**Exercise:**
Look through the entries below and extract exactly the lines from the one containing "(low - s.ideal_low_share).abs());" through the one containing "generated, at least", ends included.
━━━ Listed entries
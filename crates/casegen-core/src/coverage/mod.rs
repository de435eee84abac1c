//! Coverage analysis of generated test sets.
//!
//! Everything here is pure: reports are computed from the test cases alone,
//! with the heuristic weights taken from [`CoverageSettings`].

mod policy;
mod report;

pub use policy::CoveragePolicy;
pub use report::{CoverageDelta, CoverageMetrics, CoverageReport, RequirementCoverage};

use std::collections::{BTreeMap, BTreeSet};

use crate::config::CoverageSettings;
use crate::model::{Priority, TestCase, TestType};

/// Analyzes with the built-in heuristic settings.
pub fn analyze(
    tests: &[TestCase],
    requirements: Option<&[String]>,
    target: Option<&CoveragePolicy>,
) -> CoverageReport {
    CoverageAnalyzer::default().analyze(tests, requirements, target)
}

/// Compares with the built-in heuristic settings.
pub fn compare(current: &[TestCase], previous: &[TestCase]) -> CoverageDelta {
    CoverageAnalyzer::default().compare(current, previous)
}

#[derive(Debug, Clone, Default)]
pub struct CoverageAnalyzer {
    settings: CoverageSettings,
}

impl CoverageAnalyzer {
    pub fn new(settings: CoverageSettings) -> Self {
        Self { settings }
    }

    pub fn settings(&self) -> &CoverageSettings {
        &self.settings
    }

    pub fn analyze(
        &self,
        tests: &[TestCase],
        requirements: Option<&[String]>,
        target: Option<&CoveragePolicy>,
    ) -> CoverageReport {
        let total_tests = tests.len();
        let test_type_distribution = count_by(tests, |t| t.test_type);
        let priority_distribution = count_by(tests, |t| t.priority);
        let requirement_coverage = requirements.map(|reqs| requirement_coverage(tests, reqs));
        let edge_case_coverage_percentage = edge_case_percentage(tests);

        let gaps = target
            .map(|policy| {
                self.identify_gaps(
                    total_tests,
                    &test_type_distribution,
                    &priority_distribution,
                    edge_case_coverage_percentage,
                    policy,
                )
            })
            .unwrap_or_default();

        let mut report = CoverageReport {
            total_tests,
            test_type_distribution,
            priority_distribution,
            requirement_coverage,
            edge_case_coverage_percentage,
            gaps,
            coverage_score: 0.0,
            recommendations: Vec::new(),
            metrics: metrics(tests),
        };
        report.coverage_score = self.coverage_score(&report);
        report.recommendations = self.recommendations(&report);
        report
    }

    /// Analyzes both sets and reports what changed from `previous` to `current`.
    pub fn compare(&self, current: &[TestCase], previous: &[TestCase]) -> CoverageDelta {
        let now = self.analyze(current, None, None);
        let before = self.analyze(previous, None, None);

        let current_types: BTreeSet<TestType> = now.test_type_distribution.keys().copied().collect();
        let previous_types: BTreeSet<TestType> =
            before.test_type_distribution.keys().copied().collect();

        let priority_deltas = Priority::ALL
            .iter()
            .map(|p| {
                let count = |dist: &BTreeMap<Priority, usize>| {
                    dist.get(p).copied().unwrap_or_default() as i64
                };
                (*p, count(&now.priority_distribution) - count(&before.priority_distribution))
            })
            .collect();

        let coverage_score_delta = now.coverage_score - before.coverage_score;
        let edge_case_delta =
            now.edge_case_coverage_percentage - before.edge_case_coverage_percentage;

        let mut improvements = Vec::new();
        let mut regressions = Vec::new();
        let trend = self.settings.trend_threshold;

        if coverage_score_delta > trend {
            improvements.push(format!(
                "Coverage score improved by {:.1} points",
                coverage_score_delta
            ));
        } else if coverage_score_delta < -trend {
            regressions.push(format!(
                "Coverage score dropped by {:.1} points",
                -coverage_score_delta
            ));
        }

        if edge_case_delta > trend {
            improvements.push(format!(
                "Edge case coverage improved by {:.1} points",
                edge_case_delta
            ));
        } else if edge_case_delta < -trend {
            regressions.push(format!(
                "Edge case coverage dropped by {:.1} points",
                -edge_case_delta
            ));
        }

        CoverageDelta {
            test_count_delta: current.len() as i64 - previous.len() as i64,
            coverage_score_delta,
            edge_case_delta,
            new_test_types: current_types.difference(&previous_types).copied().collect(),
            removed_test_types: previous_types.difference(&current_types).copied().collect(),
            priority_deltas,
            improvements,
            regressions,
        }
    }

    fn identify_gaps(
        &self,
        total: usize,
        types: &BTreeMap<TestType, usize>,
        priorities: &BTreeMap<Priority, usize>,
        edge_case_percentage: f64,
        policy: &CoveragePolicy,
    ) -> Vec<String> {
        let mut gaps = Vec::new();

        for required in &policy.required_types {
            if !types.contains_key(required) {
                gaps.push(format!("Missing required test type: {}", required));
            }
        }

        if total < policy.min_tests {
            gaps.push(format!(
                "Only {} test cases, policy requires at least {}",
                total, policy.min_tests
            ));
        }

        for (priority, expected) in &policy.priority_distribution {
            let actual = share(priorities.get(priority).copied().unwrap_or_default(), total);
            if (actual - expected).abs() > self.settings.priority_tolerance {
                gaps.push(format!(
                    "{} priority share is {:.1}%, expected about {:.1}%",
                    capitalize(priority.as_str()),
                    actual,
                    expected
                ));
            }
        }

        if edge_case_percentage < policy.min_edge_case_percentage {
            gaps.push(format!(
                "Edge case coverage is {:.1}%, policy requires at least {:.1}%",
                edge_case_percentage, policy.min_edge_case_percentage
            ));
        }

        gaps
    }

    /// Mean of the computable sub-scores, each clamped to 0..=100.
    fn coverage_score(&self, report: &CoverageReport) -> f64 {
        let total = report.total_tests;
        if total == 0 {
            return 0.0;
        }

        let s = &self.settings;
        let (high, medium, low) = priority_shares(&report.priority_distribution, total);
        let balance = 100.0
            - ((high - s.ideal_high_share).abs()
                + (medium - s.ideal_medium_share).abs()
                + (low - s.ideal_low_share).abs());

        let mut scores = vec![
            (total as f64 * 10.0).min(100.0),
            (report.test_type_distribution.len() as f64 * 20.0).min(100.0),
            balance.max(0.0),
        ];
        if let Some(req) = &report.requirement_coverage {
            scores.push(req.coverage_percentage);
        }
        scores.push(report.edge_case_coverage_percentage * s.edge_case_multiplier);

        let sum: f64 = scores.iter().map(|v| v.clamp(0.0, 100.0)).sum();
        sum / scores.len() as f64
    }

    fn recommendations(&self, report: &CoverageReport) -> Vec<String> {
        let s = &self.settings;
        let total = report.total_tests;
        let types = &report.test_type_distribution;
        let mut recs = Vec::new();

        if total < s.min_recommended_tests {
            recs.push(format!(
                "Add more test cases: {} generated, at least {} recommended",
                total, s.min_recommended_tests
            ));
        }
        if types.len() < s.min_distinct_types {
            recs.push(format!(
                "Add more test types: only {} distinct type(s) present",
                types.len()
            ));
        }
        if !types.contains_key(&TestType::EdgeCase) {
            recs.push("Add edge case tests for boundary values and unusual inputs".to_string());
        }
        if !types.contains_key(&TestType::Negative) {
            recs.push("Add negative tests for invalid input and error handling".to_string());
        }

        if total > 0 {
            let (high, _, _) = priority_shares(&report.priority_distribution, total);
            if high > s.max_high_priority_share {
                recs.push(format!(
                    "Too many high priority tests ({:.1}%); reserve high priority for critical paths",
                    high
                ));
            } else if high < s.min_high_priority_share {
                recs.push(format!(
                    "Add more high priority tests ({:.1}%) for critical functionality",
                    high
                ));
            }
        }

        if let Some(req) = &report.requirement_coverage {
            if req.coverage_percentage < s.requirement_coverage_threshold {
                recs.push(format!(
                    "Cover the remaining {} uncovered requirement(s)",
                    req.uncovered_requirements.len()
                ));
            }
        }

        if report.edge_case_coverage_percentage < s.edge_case_threshold {
            recs.push(format!(
                "Increase edge case coverage: {:.1}% is below {:.1}%",
                report.edge_case_coverage_percentage, s.edge_case_threshold
            ));
        }

        recs.extend(report.gaps.iter().map(|gap| format!("Gap: {}", gap)));
        recs
    }
}

fn count_by<K: Ord>(tests: &[TestCase], key: impl Fn(&TestCase) -> K) -> BTreeMap<K, usize> {
    let mut counts = BTreeMap::new();
    for test in tests {
        *counts.entry(key(test)).or_insert(0) += 1;
    }
    counts
}

fn share(count: usize, total: usize) -> f64 {
    if total == 0 {
        0.0
    } else {
        count as f64 / total as f64 * 100.0
    }
}

/// (high, medium, low) shares; critical counts as high.
fn priority_shares(distribution: &BTreeMap<Priority, usize>, total: usize) -> (f64, f64, f64) {
    let count = |p: Priority| distribution.get(&p).copied().unwrap_or_default();
    (
        share(count(Priority::Critical) + count(Priority::High), total),
        share(count(Priority::Medium), total),
        share(count(Priority::Low), total),
    )
}

fn edge_case_percentage(tests: &[TestCase]) -> f64 {
    let edge = tests.iter().filter(|t| t.test_type.is_edge()).count();
    share(edge, tests.len())
}

fn requirement_coverage(tests: &[TestCase], requirements: &[String]) -> RequirementCoverage {
    let mut requirement_test_map = BTreeMap::new();
    let mut uncovered_requirements = Vec::new();

    for requirement in requirements {
        let ids: Vec<String> = tests
            .iter()
            .filter(|t| t.mentions(requirement))
            .map(|t| t.id.clone())
            .collect();

        if ids.is_empty() {
            uncovered_requirements.push(requirement.clone());
        }
        requirement_test_map.insert(requirement.clone(), ids);
    }

    let total_requirements = requirements.len();
    let covered_requirements = total_requirements - uncovered_requirements.len();

    RequirementCoverage {
        total_requirements,
        covered_requirements,
        uncovered_requirements,
        coverage_percentage: share(covered_requirements, total_requirements),
        requirement_test_map,
    }
}

fn metrics(tests: &[TestCase]) -> CoverageMetrics {
    let total = tests.len();
    if total == 0 {
        return CoverageMetrics::default();
    }

    let steps: usize = tests.iter().map(|t| t.steps.len()).sum();
    let avg_steps_per_test = steps as f64 / total as f64;
    let tests_with_preconditions = tests.iter().filter(|t| t.has_preconditions()).count();
    let tests_with_postconditions = tests.iter().filter(|t| t.has_postconditions()).count();
    let tests_with_test_data = tests.iter().filter(|t| t.has_test_data()).count();

    let complexity_score = (avg_steps_per_test * 10.0
        + tests_with_preconditions as f64 / total as f64 * 30.0
        + tests_with_test_data as f64 / total as f64 * 20.0)
        .min(100.0);

    CoverageMetrics {
        avg_steps_per_test,
        tests_with_preconditions,
        tests_with_postconditions,
        tests_with_test_data,
        complexity_score,
        unique_entities: tests
            .iter()
            .filter_map(|t| t.entity_type().map(str::to_string))
            .collect(),
    }
}

fn capitalize(s: &str) -> String {
    let mut chars = s.chars();
    match chars.next() {
        Some(first) => first.to_uppercase().chain(chars).collect(),
        None => String::new(),
    }
}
━━━━━━
**Your response:**
                + (low - s.ideal_low_share).abs());

        let mut scores = vec![
            (total as f64 * 10.0).min(100.0),
            (report.test_type_distribution.len() as f64 * 20.0).min(100.0),
            balance.max(0.0),
        ];
        if let Some(req) = &report.requirement_coverage {
            scores.push(req.coverage_percentage);
        }
        scores.push(report.edge_case_coverage_percentage * s.edge_case_multiplier);

        let sum: f64 = scores.iter().map(|v| v.clamp(0.0, 100.0)).sum();
        sum / scores.len() as f64
    }

    fn recommendations(&self, report: &CoverageReport) -> Vec<String> {
        let s = &self.settings;
        let total = report.total_tests;
        let types = &report.test_type_distribution;
        let mut recs = Vec::new();

        if total < s.min_recommended_tests {
            recs.push(format!(
                "Add more test cases: {} generated, at least {} recommended",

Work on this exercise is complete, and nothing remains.